Miso is a rich fermented soybean paste, which is sometimes also partially made from grains like rice or barley. It has a strong distinctive salty taste and is used extensively in Japanese cuisine in soups, salad dressings, sauces, marinades and glazings. Miso also features to a lesser degree in Korean and Chinese cooking. Miso is versatile, as it can be blended easily with many other ingredients like honey, garlic and alcohol to give it extra depth. Because of this, in the past decade, Miso has been gaining traction in the fast growing world of fusion cuisine. There are some nice Korean specific varieties but for our purposes we’ll deal only with the Japanese Miso, which are universally accepted as the best. Miso is often categorized by colour which coincidently follows the same spectrum of colours as honey. The main varieties of Miso are:
- Red Miso (Aka-miso)
This is considered to be of the stronger tasting variety because of its longer aging period (12-30 months) and higher salt content. It is more often used in soups and baking. This variety is more popular in the colder northern part of Japan.
- White Miso (Shiro-miso)
This is a milder variety containing a higher proportion of rice. It’s fermentation process takes only weeks instead of months. Because of its high carbohydrate content, it is often described as sweet or even creamy. If you were to use Miso directly without any cooking or as a dairy-product substitute, I would go with this one. It is not actually white, I would describe its colour as beige.

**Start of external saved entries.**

//! Entity reference presentation
//!
//! Display styles dispatch through a lookup table; a style without an entry
//! renders with `simple`. Adding a style means adding one table entry.

use crate::html::{attr, link, money, push_image, push_text_span, text};
use crate::state::ViewState;
use liveref_codec::{DisplayStyle, EntityReferenceAttrs};
use liveref_resolve::{CatalogKey, ResolvedEntity};
use std::collections::HashMap;
use std::fmt::Write;

/// Renders a resolved entity in one display style
pub type StyleRenderer = fn(&ResolvedEntity, &EntityReferenceAttrs, Freshness) -> String;

/// Renders the loading placeholder of one display style
pub type SkeletonRenderer = fn(&EntityReferenceAttrs) -> String;

/// Marker class on snapshot fallbacks
pub const STALE_CLASS: &str = "liveref-stale";

/// Where the rendered entity data came from
#[derive(Debug, Clone, Copy, PartialEq, Eq, Default)]
pub enum Freshness {
    /// Resolved from the catalog
    #[default]
    Live,
    /// Insertion-time snapshot shown after resolution failed
    Stale,
}

/// Text of the unavailable fragment
pub const UNAVAILABLE_TEXT: &str = "Product unavailable";

/// Entity reference presenter
#[derive(Debug, Clone)]
pub struct EntityPresenter {
    styles: HashMap<DisplayStyle, StyleRenderer>,
    skeletons: HashMap<DisplayStyle, SkeletonRenderer>,
    snapshot_fallback: bool,
}

impl Default for EntityPresenter {
    fn default() -> Self {
        Self::with_defaults()
    }
}

impl EntityPresenter {
    /// Create presenter with only the `simple` style
    #[must_use]
    pub fn new() -> Self {
        let mut styles: HashMap<DisplayStyle, StyleRenderer> = HashMap::new();
        styles.insert(DisplayStyle::Simple, render_simple);
        let mut skeletons: HashMap<DisplayStyle, SkeletonRenderer> = HashMap::new();
        skeletons.insert(DisplayStyle::Simple, skeleton_simple);
        Self {
            styles,
            skeletons,
            snapshot_fallback: true,
        }
    }

    /// Create presenter with every built-in style
    #[must_use]
    pub fn with_defaults() -> Self {
        Self::new()
            .with_style(DisplayStyle::Card, render_card, skeleton_card)
            .with_style(DisplayStyle::Horizontal, render_horizontal, skeleton_horizontal)
            .with_style(DisplayStyle::Mini, render_mini, skeleton_mini)
    }

    /// With a style renderer and its skeleton, replacing any previous entry
    #[must_use]
    pub fn with_style(mut self, style: DisplayStyle, render: StyleRenderer, skeleton: SkeletonRenderer) -> Self {
        self.styles.insert(style, render);
        self.skeletons.insert(style, skeleton);
        self
    }

    /// With snapshot fallback on resolution failure enabled or disabled
    #[inline]
    #[must_use]
    pub fn with_snapshot_fallback(mut self, enabled: bool) -> Self {
        self.snapshot_fallback = enabled;
        self
    }

    /// Whether a style has its own renderer
    #[inline]
    #[must_use]
    pub fn has_style(&self, style: DisplayStyle) -> bool {
        self.styles.contains_key(&style)
    }

    /// Render an entity reference in its current state
    #[must_use]
    pub fn render(&self, attrs: &EntityReferenceAttrs, state: &ViewState) -> String {
        match state {
            ViewState::Loading => self.skeleton(attrs),
            ViewState::Ready(entity) => self.styled(entity, attrs, Freshness::Live),
            ViewState::Failed(error) => {
                tracing::debug!(id = %attrs.id, %error, "rendering failed reference");
                self.failed(attrs)
            }
        }
    }

    fn renderer(&self, style: DisplayStyle) -> StyleRenderer {
        self.styles
            .get(&style)
            .or_else(|| self.styles.get(&DisplayStyle::Simple))
            .copied()
            .unwrap_or(render_simple)
    }

    fn skeleton(&self, attrs: &EntityReferenceAttrs) -> String {
        let render = self
            .skeletons
            .get(&attrs.display_style)
            .or_else(|| self.skeletons.get(&DisplayStyle::Simple))
            .copied()
            .unwrap_or(skeleton_simple);
        render(attrs)
    }

    fn styled(&self, entity: &ResolvedEntity, attrs: &EntityReferenceAttrs, freshness: Freshness) -> String {
        (self.renderer(attrs.display_style))(entity, attrs, freshness)
    }

    fn failed(&self, attrs: &EntityReferenceAttrs) -> String {
        match snapshot_entity(attrs).filter(|_| self.snapshot_fallback) {
            Some(snapshot) => self.styled(&snapshot, attrs, Freshness::Stale),
            None => unavailable(&attrs.id),
        }
    }
}

/// Fixed unavailable fragment carrying the original id
#[must_use]
pub fn unavailable(id: &str) -> String {
    format!(
        "<span class=\"liveref liveref-unavailable\" data-id=\"{}\">{UNAVAILABLE_TEXT}</span>",
        attr(id)
    )
}

/// Insertion-time snapshot as an entity, when it carries a title
fn snapshot_entity(attrs: &EntityReferenceAttrs) -> Option<ResolvedEntity> {
    let title = attrs.title.as_deref().filter(|t| !t.trim().is_empty())?;
    let key = CatalogKey::parse(&attrs.id).ok()?;
    Some(ResolvedEntity {
        brand: attrs.brand.clone(),
        image: attrs.image.clone(),
        url: attrs.url.clone(),
        alt_url: attrs.alt_url.clone(),
        price: attrs.price,
        original_price: attrs.original_price,
        discount_percent: attrs.discount_percent,
        coupon_type: attrs.coupon_type,
        coupon_value: attrs.coupon_value,
        coupon_expiry: attrs.coupon_expiry.clone(),
        is_prime: attrs.is_prime,
        is_free_shipping: attrs.is_free_shipping,
        ..ResolvedEntity::new(key, title)
    })
}

fn open(out: &mut String, style: &str, attrs: &EntityReferenceAttrs, freshness: Freshness) {
    out.push_str("<span class=\"liveref ");
    if freshness == Freshness::Stale {
        let _ = write!(out, "{STALE_CLASS} ");
    }
    let _ = write!(
        out,
        "liveref-{style} liveref-align-{}\" data-id=\"{}\">",
        attrs.alignment,
        attr(&attrs.id)
    );
}

fn push_price(out: &mut String, entity: &ResolvedEntity, with_original: bool) {
    let currency = entity.currency.as_deref();
    if let Some(price) = entity.price {
        let _ = write!(out, "<span class=\"liveref-price\">{}</span>", text(&money(price, currency)));
    }
    if with_original {
        if let Some(original) = entity.original_price.filter(|o| entity.price.is_some_and(|p| *o > p)) {
            let _ = write!(
                out,
                "<s class=\"liveref-original-price\">{}</s>",
                text(&money(original, currency))
            );
        }
    }
}

fn push_badges(out: &mut String, entity: &ResolvedEntity) {
    if let Some(discount) = entity.discount_percent.filter(|d| *d > 0.0) {
        let _ = write!(out, "<span class=\"liveref-badge liveref-discount\">-{}%</span>", discount.round());
    }
    if entity.is_prime {
        out.push_str("<span class=\"liveref-badge liveref-prime\">Prime</span>");
    }
    if entity.is_free_shipping {
        out.push_str("<span class=\"liveref-badge liveref-free-shipping\">Free shipping</span>");
    }
    if let Some(label) = entity.field("couponLabel") {
        let _ = write!(out, "<span class=\"liveref-badge liveref-coupon\">{}</span>", text(&label.to_string()));
    }
}

fn title_link(entity: &ResolvedEntity) -> String {
    let title = format!("<span class=\"liveref-title\">{}</span>", text(&entity.title));
    link(entity.link(), &title)
}

fn render_simple(entity: &ResolvedEntity, attrs: &EntityReferenceAttrs, freshness: Freshness) -> String {
    let mut out = String::new();
    open(&mut out, "simple", attrs, freshness);
    out.push_str(&title_link(entity));
    push_price(&mut out, entity, false);
    out.push_str("</span>");
    out
}

fn render_card(entity: &ResolvedEntity, attrs: &EntityReferenceAttrs, freshness: Freshness) -> String {
    let mut out = String::new();
    open(&mut out, "card", attrs, freshness);
    push_image(&mut out, entity.image.as_deref(), &entity.title);
    out.push_str(&title_link(entity));
    push_text_span(&mut out, "liveref-brand", entity.brand.as_deref());
    push_price(&mut out, entity, true);
    push_badges(&mut out, entity);
    if let Some(href) = entity.link() {
        let _ = write!(
            out,
            "<a class=\"liveref-cta\" href=\"{}\" rel=\"sponsored noopener\" target=\"_blank\">View deal</a>",
            attr(href)
        );
    }
    out.push_str("</span>");
    out
}

fn render_horizontal(entity: &ResolvedEntity, attrs: &EntityReferenceAttrs, freshness: Freshness) -> String {
    let mut out = String::new();
    open(&mut out, "horizontal", attrs, freshness);
    push_image(&mut out, entity.image.as_deref(), &entity.title);
    out.push_str("<span class=\"liveref-body\">");
    out.push_str(&title_link(entity));
    push_text_span(&mut out, "liveref-brand", entity.brand.as_deref());
    push_price(&mut out, entity, true);
    push_badges(&mut out, entity);
    out.push_str("</span></span>");
    out
}

fn render_mini(entity: &ResolvedEntity, attrs: &EntityReferenceAttrs, freshness: Freshness) -> String {
    let mut out = String::new();
    open(&mut out, "mini", attrs, freshness);
    out.push_str(&title_link(entity));
    push_price(&mut out, entity, false);
    if entity.is_prime {
        out.push_str("<span class=\"liveref-badge liveref-prime\">Prime</span>");
    }
    out.push_str("</span>");
    out
}

fn skeleton(style: &str, attrs: &EntityReferenceAttrs, blocks: &[&str]) -> String {
    let mut out = format!(
        "<span class=\"liveref liveref-{style} liveref-align-{} liveref-loading\" data-id=\"{}\" aria-busy=\"true\">",
        attrs.alignment,
        attr(&attrs.id)
    );
    for block in blocks {
        let _ = write!(out, "<span class=\"liveref-skeleton liveref-skeleton-{block}\"></span>");
    }
    out.push_str("</span>");
    out
}

fn skeleton_simple(attrs: &EntityReferenceAttrs) -> String {
    skeleton("simple", attrs, &["line"])
}

fn skeleton_card(attrs: &EntityReferenceAttrs) -> String {
    skeleton("card", attrs, &["image", "line", "line-short", "button"])
}

fn skeleton_horizontal(attrs: &EntityReferenceAttrs) -> String {
    skeleton("horizontal", attrs, &["thumb", "line", "line-short"])
}

fn skeleton_mini(attrs: &EntityReferenceAttrs) -> String {
    skeleton("mini", attrs, &["line-short"])
}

- Blended Miso (Awase-miso)
The blends comes in many shades of yellow and brown and if you only intend to stock only one type of miso, this is the one for you. Shinshu Miso, which is golden yellow in colour, is a popular type of blended Miso with the highest market share in Japan.
- Soybean Miso (Mame-miso)
This is a variety of miso made without the addition of any grains. It is dark like red miso because of its long fermentation period and but has a more intense flavour. One type of soybean miso is Hatcho Miso, which is generally held in high regard and even considered by some to be the best miso.
Miso typically comes in a transparent plastic tub which has a loosely fitting cover. It should be stored it the refrigerator once unsealed and can easily be kept for a year or two. I will usually fold a piece of cling film in four and place it over the top of the tub before closing the cover for a tighter fit.
There is also a darker Chinese version of miso. Although miso probably originated in China you should avoid Chinese miso as it is inferior. If I’m not mistaken, these are made from the by-products of fermenting soya sauce. Korean Miso on the other hand is generally ok.
The thing to understand about Miso is that it is a flavour enhancer, and should not be used as a flavour itself, in the way you can’t add salt to water and call it salt soup. However, compared to salt you only need a fraction of the meat or vegetables to achieve the same effect. Miso is used in many of my recipes, including my Japanese Style Baked Seafood, my Spaghetti with Seafood in Miso Cream and as a ‘secret ingredient’ of my French Onion Soup.